Opened 9 months ago
Closed 6 months ago
#16690 closed enhancement (fixed)
Should ChimeraX structure prediction focus on Boltz-1, Chai-1, AlphaFold 3, ...?
Reported by: | Tom Goddard | Owned by: | Tom Goddard |
---|---|---|---|
Priority: | moderate | Milestone: | |
Component: | Structure Prediction | Version: | |
Keywords: | Cc: | ||
Blocked By: | Blocking: | ||
Notify when closed: | Platform: | all | |
Project: | ChimeraX |
Description
There is a lot of competition making AlphaFold 3 clones. Boltz-1 from MIT seems to be the only one that is fully open source including training data. Chai-1 has open source inference. AlphaFold 3 is limited to non-commercial use. The following review suggests Boltz-1 may get the most developer support because it is open.

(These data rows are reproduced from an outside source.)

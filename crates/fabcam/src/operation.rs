//! Machining operations: extrude, pocket and hole groups.
//!
//! An [`Operation`] moves through three states. It is *recorded* into a
//! mount's ledger, *produced* by the geometry kernel (or reused from a
//! previous run's build cache), and finally *serialized* into its JSON
//! record. Transitions only move forward.

use std::fmt;

use fabcam_math::{point_to_array, ContentHash, ContentHasher, Plane, Point3};
use fabcam_tools::{ToolController, ToolControllerTable};
use serde::{Deserialize, Serialize};

use crate::error::{FabError, Result};
use crate::geometry::Geometries;
use crate::join::HoleKind;
use crate::kernel::{GeometryKernel, KernelOutput};
use crate::record::OperationRecord;

/// Lifecycle state of an operation.
#[derive(Debug, Clone, Copy, PartialEq, Eq, PartialOrd, Ord, Hash, Serialize, Deserialize)]
pub enum OperationState {
    /// In a ledger, not yet produced.
    Recorded,
    /// Kernel output attached and tool controller resolved.
    Produced,
    /// JSON record emitted.
    Serialized,
}

impl fmt::Display for OperationState {
    fn fmt(&self, f: &mut fmt::Formatter<'_>) -> fmt::Result {
        f.write_str(match self {
            OperationState::Recorded => "recorded",
            OperationState::Produced => "produced",
            OperationState::Serialized => "serialized",
        })
    }
}

/// Grouping key for holes: placements with equal keys share one operation.
#[derive(Debug, Clone, PartialEq)]
pub struct HoleKey {
    /// Fastener thread name.
    pub thread_name: String,
    /// Hole diameter choice.
    pub kind: HoleKind,
    /// Hole depth, rounded to 1e-6 mm.
    pub depth: f64,
    /// Whether the hole starts at the fastener head.
    pub is_top: bool,
}

impl HoleKey {
    /// Build a key, rounding `depth` so nearly equal depths group together.
    pub fn new(thread_name: impl Into<String>, kind: HoleKind, depth: f64, is_top: bool) -> Self {
        Self {
            thread_name: thread_name.into(),
            kind,
            depth: (depth * 1e6).round() / 1e6,
            is_top,
        }
    }
}

/// Kind-specific content of an operation.
#[derive(Debug, Clone, PartialEq)]
pub enum OperationKind {
    /// Extrude the boundary profile, cutting the other profiles through.
    Extrude {
        /// Boundary plus through-pockets.
        geometries: Geometries,
        /// Extrusion depth (mm).
        depth: f64,
        /// Also generate a profile cut path.
        contour: bool,
    },
    /// Pocket the boundary profile, leaving the other profiles as islands.
    Pocket {
        /// Boundary plus islands.
        geometries: Geometries,
        /// Pocket depth (mm).
        depth: f64,
    },
    /// Drill every center with the same diameter and depth.
    Hole {
        /// Grouping key.
        key: HoleKey,
        /// Drill diameter (mm).
        diameter: f64,
        /// Placement points on the mount plane.
        centers: Vec<Point3>,
    },
}

impl OperationKind {
    /// Lowercase kind tag.
    pub fn tag(&self) -> &'static str {
        match self {
            OperationKind::Extrude { .. } => "extrude",
            OperationKind::Pocket { .. } => "pocket",
            OperationKind::Hole { .. } => "hole",
        }
    }

    /// Depth below the mount plane.
    pub fn depth(&self) -> f64 {
        match self {
            OperationKind::Extrude { depth, .. } | OperationKind::Pocket { depth, .. } => *depth,
            OperationKind::Hole { key, .. } => key.depth,
        }
    }
}

/// One unit of machining work in a mount's ledger.
#[derive(Debug, Clone, PartialEq)]
pub struct Operation {
    name: String,
    kind: OperationKind,
    tool_controller: Option<ToolController>,
    tool_controller_index: Option<usize>,
    state: OperationState,
    output: Option<KernelOutput>,
}

impl Operation {
    fn recorded(name: impl Into<String>, kind: OperationKind) -> Self {
        Self {
            name: name.into(),
            kind,
            tool_controller: None,
            tool_controller_index: None,
            state: OperationState::Recorded,
            output: None,
        }
    }

    /// An extrude of `depth` mm.
    pub fn extrude(name: impl Into<String>, geometries: impl Into<Geometries>, depth: f64, contour: bool) -> Self {
        Self::recorded(
            name,
            OperationKind::Extrude {
                geometries: geometries.into(),
                depth,
                contour,
            },
        )
    }

    /// A pocket `depth` mm deep.
    pub fn pocket(name: impl Into<String>, geometries: impl Into<Geometries>, depth: f64) -> Self {
        Self::recorded(
            name,
            OperationKind::Pocket {
                geometries: geometries.into(),
                depth,
            },
        )
    }

    /// A group of holes sharing `key`.
    pub fn hole(name: impl Into<String>, key: HoleKey, diameter: f64, centers: Vec<Point3>) -> Self {
        Self::recorded(name, OperationKind::Hole { key, diameter, centers })
    }

    /// Request `controller` for this operation.
    pub fn with_tool_controller(mut self, controller: ToolController) -> Self {
        self.tool_controller = Some(controller);
        self
    }

    /// Request `controller`; only allowed before production.
    pub fn set_tool_controller(&mut self, controller: ToolController) -> Result<()> {
        if self.state != OperationState::Recorded {
            return Err(self.invalid(OperationState::Recorded));
        }
        self.tool_controller = Some(controller);
        self.tool_controller_index = None;
        Ok(())
    }

    /// Operation name.
    pub fn name(&self) -> &str {
        &self.name
    }

    /// Kind-specific content.
    pub fn kind(&self) -> &OperationKind {
        &self.kind
    }

    /// Lifecycle state.
    pub fn state(&self) -> OperationState {
        self.state
    }

    /// The requested tool controller.
    pub fn tool_controller(&self) -> Option<&ToolController> {
        self.tool_controller.as_ref()
    }

    /// Index of the requested controller in the run's table, once resolved.
    pub fn tool_controller_index(&self) -> Option<usize> {
        self.tool_controller_index
    }

    /// Kernel output, once produced.
    pub fn output(&self) -> Option<&KernelOutput> {
        self.output.as_ref()
    }

    /// Structural hash over the kind tag, geometry, depth and kind flags.
    ///
    /// The name and the tool controller are not hashed.
    pub fn content_hash(&self) -> ContentHash {
        let mut hasher = ContentHasher::new("operation");
        hasher.text(self.kind.tag());
        match &self.kind {
            OperationKind::Extrude {
                geometries,
                depth,
                contour,
            } => {
                geometries.hash_into(&mut hasher);
                hasher.real(*depth).flag(*contour);
            }
            OperationKind::Pocket { geometries, depth } => {
                geometries.hash_into(&mut hasher);
                hasher.real(*depth);
            }
            OperationKind::Hole { key, diameter, centers } => {
                hasher
                    .text(&key.thread_name)
                    .text(key.kind.as_str())
                    .real(key.depth)
                    .flag(key.is_top)
                    .real(*diameter)
                    .count(centers.len());
                for center in centers {
                    hasher.point(center);
                }
            }
        }
        hasher.finish()
    }

    fn invalid(&self, to: OperationState) -> FabError {
        FabError::InvalidState {
            operation: self.name.clone(),
            from: self.state,
            to,
        }
    }

    /// Intern the requested controller, if any, and remember its index.
    pub fn resolve_tool_controller(&mut self, table: &mut ToolControllerTable) -> Option<usize> {
        if self.state == OperationState::Recorded {
            self.tool_controller_index = self.tool_controller.as_ref().map(|c| table.intern(c));
        }
        self.tool_controller_index
    }

    fn check_producible(&self) -> Result<()> {
        if self.state != OperationState::Recorded {
            return Err(self.invalid(OperationState::Produced));
        }
        if self.tool_controller.is_some() && self.tool_controller_index.is_none() {
            return Err(FabError::schema(&self.name, "tool_controller", "was not resolved before production"));
        }
        Ok(())
    }

    /// Run the kernel for this operation on `plane`.
    pub fn produce(&mut self, plane: &Plane, kernel: &mut dyn GeometryKernel) -> Result<()> {
        self.check_producible()?;
        let output = match &self.kind {
            OperationKind::Extrude {
                geometries,
                depth,
                contour,
            } => {
                let projected = geometries.project(plane);
                kernel.extrude(plane, projected.boundary(), &projected.inner(), *depth, *contour)
            }
            OperationKind::Pocket { geometries, depth } => {
                let projected = geometries.project(plane);
                kernel.pocket(plane, projected.boundary(), &projected.inner(), *depth)
            }
            OperationKind::Hole { key, diameter, centers } => kernel.drill(plane, *diameter, key.depth, centers),
        }
        .map_err(|error| FabError::geometry(&self.name, error.0))?;
        self.output = Some(output);
        self.state = OperationState::Produced;
        Ok(())
    }

    /// Take a previous run's kernel output instead of calling the kernel.
    pub fn reuse(&mut self, output: KernelOutput) -> Result<()> {
        self.check_producible()?;
        self.output = Some(output);
        self.state = OperationState::Produced;
        Ok(())
    }

    /// Emit the JSON record, moving to the serialized state.
    ///
    /// Serializing again returns the same record.
    pub fn serialize(&mut self) -> Result<OperationRecord> {
        if self.state == OperationState::Recorded {
            return Err(self.invalid(OperationState::Serialized));
        }
        self.state = OperationState::Serialized;
        Ok(self.to_record())
    }

    /// The JSON record as it stands, without changing state. Unproduced
    /// operations carry `null` produced paths.
    pub(crate) fn to_record(&self) -> OperationRecord {
        let name = self.name.clone();
        let tool_controller = self.tool_controller_index;
        let hash = self.content_hash();
        let output = self.output.as_ref();
        match &self.kind {
            OperationKind::Extrude {
                geometries,
                depth,
                contour,
            } => OperationRecord::Extrude {
                name,
                geometry: geometries.to_records(),
                depth: *depth,
                contour: *contour,
                tool_controller,
                hash,
                contour_path: output.and_then(|o| o.contour_path),
            },
            OperationKind::Pocket { geometries, depth } => OperationRecord::Pocket {
                name,
                geometry: geometries.to_records(),
                depth: *depth,
                tool_controller,
                hash,
                bottom_path: output.and_then(|o| o.bottom_path),
            },
            OperationKind::Hole { key, diameter, centers } => OperationRecord::Hole {
                name,
                thread_name: key.thread_name.clone(),
                hole_kind: key.kind,
                depth: key.depth,
                is_top: key.is_top,
                diameter: *diameter,
                centers: centers.iter().map(point_to_array).collect(),
                tool_controller,
                hash,
            },
        }
    }

    /// Re-record an operation from its JSON record.
    ///
    /// The controller index is looked up in `controllers`; the recorded
    /// hash must match the rebuilt content.
    pub fn from_record(record: &OperationRecord, controllers: &ToolControllerTable) -> Result<Self> {
        let mut operation = match record {
            OperationRecord::Extrude {
                name,
                geometry,
                depth,
                contour,
                ..
            } => Self::extrude(name.clone(), Geometries::from_records(geometry)?, *depth, *contour),
            OperationRecord::Pocket {
                name, geometry, depth, ..
            } => Self::pocket(name.clone(), Geometries::from_records(geometry)?, *depth),
            OperationRecord::Hole {
                name,
                thread_name,
                hole_kind,
                depth,
                is_top,
                diameter,
                centers,
                ..
            } => Self::hole(
                name.clone(),
                HoleKey::new(thread_name.clone(), *hole_kind, *depth, *is_top),
                *diameter,
                centers.iter().copied().map(Point3::from).collect(),
            ),
        };
        if let Some(index) = record.tool_controller() {
            let controller = controllers
                .get(index)
                .ok_or_else(|| FabError::not_found("tool controller", index))?;
            operation.tool_controller = Some(controller.clone());
        }
        if operation.content_hash() != record.hash() {
            return Err(FabError::schema(record.name(), "hash", "does not match the recorded content"));
        }
        Ok(operation)
    }
}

The ABCs of Alphafold 3, Boltz and Chai-1
https://blog.booleanbiotech.com/alphafold3-boltz-chai1
The Boltz-1 and Chai-1 papers are on biorxiv
https://www.biorxiv.org/content/10.1101/2024.11.19.624167v2
https://www.biorxiv.org/content/10.1101/2024.10.10.615955v2
Boltz-1 and Chai-1 have github repositories
https://github.com/jwohlwend/boltz
https://github.com/chaidiscovery/chai-lab
ChimeraX support might include creating input files for prediction (possibly yaml) and analyzing output confidences scores specific to each program. ChimeraX could attempt to work with multiple programs. Being able to directly run predictions from ChimeraX would be useful.
Change History (2)
comment:1 by , 9 months ago
comment:2 by , 6 months ago
Resolution: | → fixed |
---|---|
Status: | assigned → closed |
I made a Boltz-1 prediction tool in ChimeraX that installs Boltz on the local computer (Mac, Windows, or Linux) and allows running predictions.
https://www.rbvi.ucsf.edu/chimerax/data/boltz-apr2025/boltz_help.html
The main problem is that it can't handle very big molecular complexes (< 1000 residues) because it runs out of memory. Another important problem is that running on only an Intel CPU is quite slow, taking 96 minutes for a 911 amino acid prediction. The same prediction takes 3 minutes on a Linux Nvidia 4090 system or 5 minutes on a Mac Studio.
While AlphaFold 3 is more memory efficient it only runs on Linux with Nvidia graphics as far as I understand. Running locally on the user's PC is a major feature of Boltz so investigating how to lower memory use and increase speed with Boltz seems the best current direction.
I'm going to make separate tickets for addressing specific Boltz issues.
So far my effort has been on figuring out how to run AlphaFold 3 from source code. I've written a few web pages about how to run it on the UCSF Wynton cluster and how to dock ligands, e.g. 1500 FDA approved active ingredients to viral targets:
I think it might be wise to switch focus to Boltz-1 from MIT because of its fully open source license.